** What is required **
Look over the lines below. Report each one that includes the string "Panics".

----

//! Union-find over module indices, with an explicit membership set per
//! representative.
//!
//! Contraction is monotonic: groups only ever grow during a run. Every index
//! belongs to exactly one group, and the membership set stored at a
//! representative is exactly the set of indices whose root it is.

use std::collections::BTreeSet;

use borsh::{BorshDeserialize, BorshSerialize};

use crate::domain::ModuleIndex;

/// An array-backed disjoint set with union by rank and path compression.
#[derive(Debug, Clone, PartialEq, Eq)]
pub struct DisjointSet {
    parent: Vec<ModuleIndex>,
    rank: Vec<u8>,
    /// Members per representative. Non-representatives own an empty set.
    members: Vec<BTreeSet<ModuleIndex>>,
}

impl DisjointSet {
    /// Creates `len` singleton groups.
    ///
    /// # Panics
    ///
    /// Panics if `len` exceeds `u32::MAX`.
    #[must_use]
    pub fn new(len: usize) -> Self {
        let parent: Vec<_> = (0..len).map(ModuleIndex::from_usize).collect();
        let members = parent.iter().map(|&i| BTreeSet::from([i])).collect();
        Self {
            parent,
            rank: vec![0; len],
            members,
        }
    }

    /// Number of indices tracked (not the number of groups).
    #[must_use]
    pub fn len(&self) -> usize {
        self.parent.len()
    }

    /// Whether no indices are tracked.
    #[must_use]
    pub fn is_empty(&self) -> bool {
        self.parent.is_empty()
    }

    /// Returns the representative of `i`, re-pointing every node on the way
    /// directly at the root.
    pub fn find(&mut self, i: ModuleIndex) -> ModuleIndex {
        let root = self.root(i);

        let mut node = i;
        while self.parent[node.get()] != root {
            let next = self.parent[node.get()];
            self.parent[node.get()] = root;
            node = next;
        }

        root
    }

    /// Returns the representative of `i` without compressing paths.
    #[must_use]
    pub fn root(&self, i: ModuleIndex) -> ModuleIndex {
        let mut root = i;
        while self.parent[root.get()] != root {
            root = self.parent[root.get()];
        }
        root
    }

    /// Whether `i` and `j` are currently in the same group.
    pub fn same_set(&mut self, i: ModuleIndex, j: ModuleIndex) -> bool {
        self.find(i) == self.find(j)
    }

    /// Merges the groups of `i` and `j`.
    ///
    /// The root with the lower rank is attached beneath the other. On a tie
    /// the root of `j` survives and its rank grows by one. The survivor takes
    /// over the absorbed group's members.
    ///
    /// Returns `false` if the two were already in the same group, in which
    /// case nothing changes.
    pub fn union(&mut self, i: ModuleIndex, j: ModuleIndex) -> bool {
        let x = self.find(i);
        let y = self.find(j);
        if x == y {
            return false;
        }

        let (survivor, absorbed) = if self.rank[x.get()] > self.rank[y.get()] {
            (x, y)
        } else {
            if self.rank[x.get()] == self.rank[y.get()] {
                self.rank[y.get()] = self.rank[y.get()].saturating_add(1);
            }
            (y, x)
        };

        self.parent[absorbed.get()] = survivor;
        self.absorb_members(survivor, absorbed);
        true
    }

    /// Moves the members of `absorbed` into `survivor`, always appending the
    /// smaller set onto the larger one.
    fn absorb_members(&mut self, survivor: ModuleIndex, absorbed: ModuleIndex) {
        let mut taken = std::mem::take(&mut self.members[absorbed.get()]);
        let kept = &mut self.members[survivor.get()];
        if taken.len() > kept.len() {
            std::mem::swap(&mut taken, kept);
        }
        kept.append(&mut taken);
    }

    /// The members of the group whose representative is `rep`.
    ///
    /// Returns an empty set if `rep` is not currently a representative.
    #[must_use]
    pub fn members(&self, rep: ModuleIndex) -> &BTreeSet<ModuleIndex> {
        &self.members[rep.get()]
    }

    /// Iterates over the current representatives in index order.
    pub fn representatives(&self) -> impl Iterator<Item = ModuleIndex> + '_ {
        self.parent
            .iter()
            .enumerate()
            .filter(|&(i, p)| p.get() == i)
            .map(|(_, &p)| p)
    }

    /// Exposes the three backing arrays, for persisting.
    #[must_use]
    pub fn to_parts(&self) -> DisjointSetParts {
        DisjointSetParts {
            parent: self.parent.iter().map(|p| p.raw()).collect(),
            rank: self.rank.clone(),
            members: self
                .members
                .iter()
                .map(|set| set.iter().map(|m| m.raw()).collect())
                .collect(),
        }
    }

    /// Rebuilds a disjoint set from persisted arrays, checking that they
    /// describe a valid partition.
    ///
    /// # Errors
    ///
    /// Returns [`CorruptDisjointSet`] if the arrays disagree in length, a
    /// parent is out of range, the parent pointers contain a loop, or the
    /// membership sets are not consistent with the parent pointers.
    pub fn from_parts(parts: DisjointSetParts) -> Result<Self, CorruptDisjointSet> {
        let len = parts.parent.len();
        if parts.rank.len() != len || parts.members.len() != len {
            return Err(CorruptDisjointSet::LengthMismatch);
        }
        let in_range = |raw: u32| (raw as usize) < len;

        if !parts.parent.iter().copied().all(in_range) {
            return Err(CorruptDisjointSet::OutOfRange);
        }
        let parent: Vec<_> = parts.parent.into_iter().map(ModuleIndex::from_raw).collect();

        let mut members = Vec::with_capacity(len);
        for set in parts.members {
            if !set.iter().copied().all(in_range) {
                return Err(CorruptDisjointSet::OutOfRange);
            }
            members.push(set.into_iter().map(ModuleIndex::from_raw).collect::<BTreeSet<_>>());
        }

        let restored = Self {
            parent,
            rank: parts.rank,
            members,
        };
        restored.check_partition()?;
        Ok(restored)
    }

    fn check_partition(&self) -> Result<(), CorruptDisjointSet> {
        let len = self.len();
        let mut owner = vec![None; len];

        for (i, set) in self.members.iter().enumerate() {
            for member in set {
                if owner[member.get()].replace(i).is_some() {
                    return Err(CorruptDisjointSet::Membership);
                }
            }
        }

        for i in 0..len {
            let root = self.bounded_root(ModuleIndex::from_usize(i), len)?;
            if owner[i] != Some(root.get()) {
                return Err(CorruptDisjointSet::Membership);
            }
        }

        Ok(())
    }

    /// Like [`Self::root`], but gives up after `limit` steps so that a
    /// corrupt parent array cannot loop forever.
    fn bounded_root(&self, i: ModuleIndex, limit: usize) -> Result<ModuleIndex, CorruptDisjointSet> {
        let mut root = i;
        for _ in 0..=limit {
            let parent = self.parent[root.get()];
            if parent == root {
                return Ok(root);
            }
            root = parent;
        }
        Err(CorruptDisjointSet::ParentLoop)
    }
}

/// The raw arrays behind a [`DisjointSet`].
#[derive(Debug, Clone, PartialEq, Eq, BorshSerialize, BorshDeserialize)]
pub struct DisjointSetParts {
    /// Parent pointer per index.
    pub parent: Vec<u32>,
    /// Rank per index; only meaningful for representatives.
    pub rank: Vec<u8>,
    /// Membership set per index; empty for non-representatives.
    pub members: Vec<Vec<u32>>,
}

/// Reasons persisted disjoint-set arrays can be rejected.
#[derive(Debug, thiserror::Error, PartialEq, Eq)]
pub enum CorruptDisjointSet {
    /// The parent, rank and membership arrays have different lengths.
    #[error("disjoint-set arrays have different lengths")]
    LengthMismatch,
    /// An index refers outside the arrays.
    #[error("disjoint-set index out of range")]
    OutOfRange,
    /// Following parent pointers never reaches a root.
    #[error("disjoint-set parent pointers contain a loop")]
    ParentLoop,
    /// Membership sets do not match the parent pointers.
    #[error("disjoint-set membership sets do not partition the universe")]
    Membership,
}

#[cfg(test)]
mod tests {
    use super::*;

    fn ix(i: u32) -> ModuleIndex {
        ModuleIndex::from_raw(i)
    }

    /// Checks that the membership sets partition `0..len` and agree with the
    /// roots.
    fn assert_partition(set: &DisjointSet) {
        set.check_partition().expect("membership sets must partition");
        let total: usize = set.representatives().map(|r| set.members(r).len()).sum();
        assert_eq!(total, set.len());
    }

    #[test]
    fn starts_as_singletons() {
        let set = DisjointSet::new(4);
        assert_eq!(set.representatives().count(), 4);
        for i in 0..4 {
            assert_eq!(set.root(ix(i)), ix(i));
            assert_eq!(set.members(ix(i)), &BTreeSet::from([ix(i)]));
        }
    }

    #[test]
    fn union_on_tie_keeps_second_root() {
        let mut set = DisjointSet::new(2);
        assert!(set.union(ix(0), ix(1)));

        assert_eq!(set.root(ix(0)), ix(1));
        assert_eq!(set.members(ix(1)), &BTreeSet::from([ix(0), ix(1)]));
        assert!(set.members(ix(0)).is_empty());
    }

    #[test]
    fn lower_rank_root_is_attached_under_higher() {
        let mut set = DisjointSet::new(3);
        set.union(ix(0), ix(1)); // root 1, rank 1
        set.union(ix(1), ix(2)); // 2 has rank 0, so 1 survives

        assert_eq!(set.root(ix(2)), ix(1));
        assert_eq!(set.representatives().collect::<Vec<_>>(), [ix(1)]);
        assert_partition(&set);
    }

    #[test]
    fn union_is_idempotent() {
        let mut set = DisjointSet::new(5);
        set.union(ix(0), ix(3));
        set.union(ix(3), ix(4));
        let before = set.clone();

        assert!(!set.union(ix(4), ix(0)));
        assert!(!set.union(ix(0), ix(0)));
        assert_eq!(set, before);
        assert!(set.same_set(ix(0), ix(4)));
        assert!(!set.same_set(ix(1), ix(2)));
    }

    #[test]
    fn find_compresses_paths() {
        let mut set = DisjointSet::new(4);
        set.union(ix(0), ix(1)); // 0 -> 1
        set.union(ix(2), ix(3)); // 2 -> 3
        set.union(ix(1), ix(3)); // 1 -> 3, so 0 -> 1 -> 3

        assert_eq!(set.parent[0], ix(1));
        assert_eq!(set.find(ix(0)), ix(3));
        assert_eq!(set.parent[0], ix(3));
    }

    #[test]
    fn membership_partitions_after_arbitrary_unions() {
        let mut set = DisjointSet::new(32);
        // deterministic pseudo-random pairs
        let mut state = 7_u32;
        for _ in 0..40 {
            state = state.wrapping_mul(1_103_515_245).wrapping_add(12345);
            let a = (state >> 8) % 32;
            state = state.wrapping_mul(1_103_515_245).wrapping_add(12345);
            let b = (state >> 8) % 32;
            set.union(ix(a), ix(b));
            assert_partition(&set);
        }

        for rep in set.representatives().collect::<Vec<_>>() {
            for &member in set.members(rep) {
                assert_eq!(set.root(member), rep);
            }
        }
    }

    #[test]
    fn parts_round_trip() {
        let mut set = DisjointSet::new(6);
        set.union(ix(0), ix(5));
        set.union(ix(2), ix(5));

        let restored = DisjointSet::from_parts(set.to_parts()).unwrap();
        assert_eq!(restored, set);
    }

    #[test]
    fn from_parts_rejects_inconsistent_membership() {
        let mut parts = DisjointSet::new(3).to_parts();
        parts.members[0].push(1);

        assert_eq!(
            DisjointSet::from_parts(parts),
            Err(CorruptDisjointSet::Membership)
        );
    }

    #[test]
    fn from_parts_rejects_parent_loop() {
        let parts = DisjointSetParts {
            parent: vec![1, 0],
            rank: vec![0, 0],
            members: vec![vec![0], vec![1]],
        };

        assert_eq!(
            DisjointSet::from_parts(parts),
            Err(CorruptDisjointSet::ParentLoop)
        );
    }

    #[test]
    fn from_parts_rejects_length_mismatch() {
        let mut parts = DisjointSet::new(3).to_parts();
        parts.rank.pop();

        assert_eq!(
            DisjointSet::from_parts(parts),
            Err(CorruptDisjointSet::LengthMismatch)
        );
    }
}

----

** Written solution **
    /// # Panics
    /// Panics if `len` exceeds `u32::MAX`.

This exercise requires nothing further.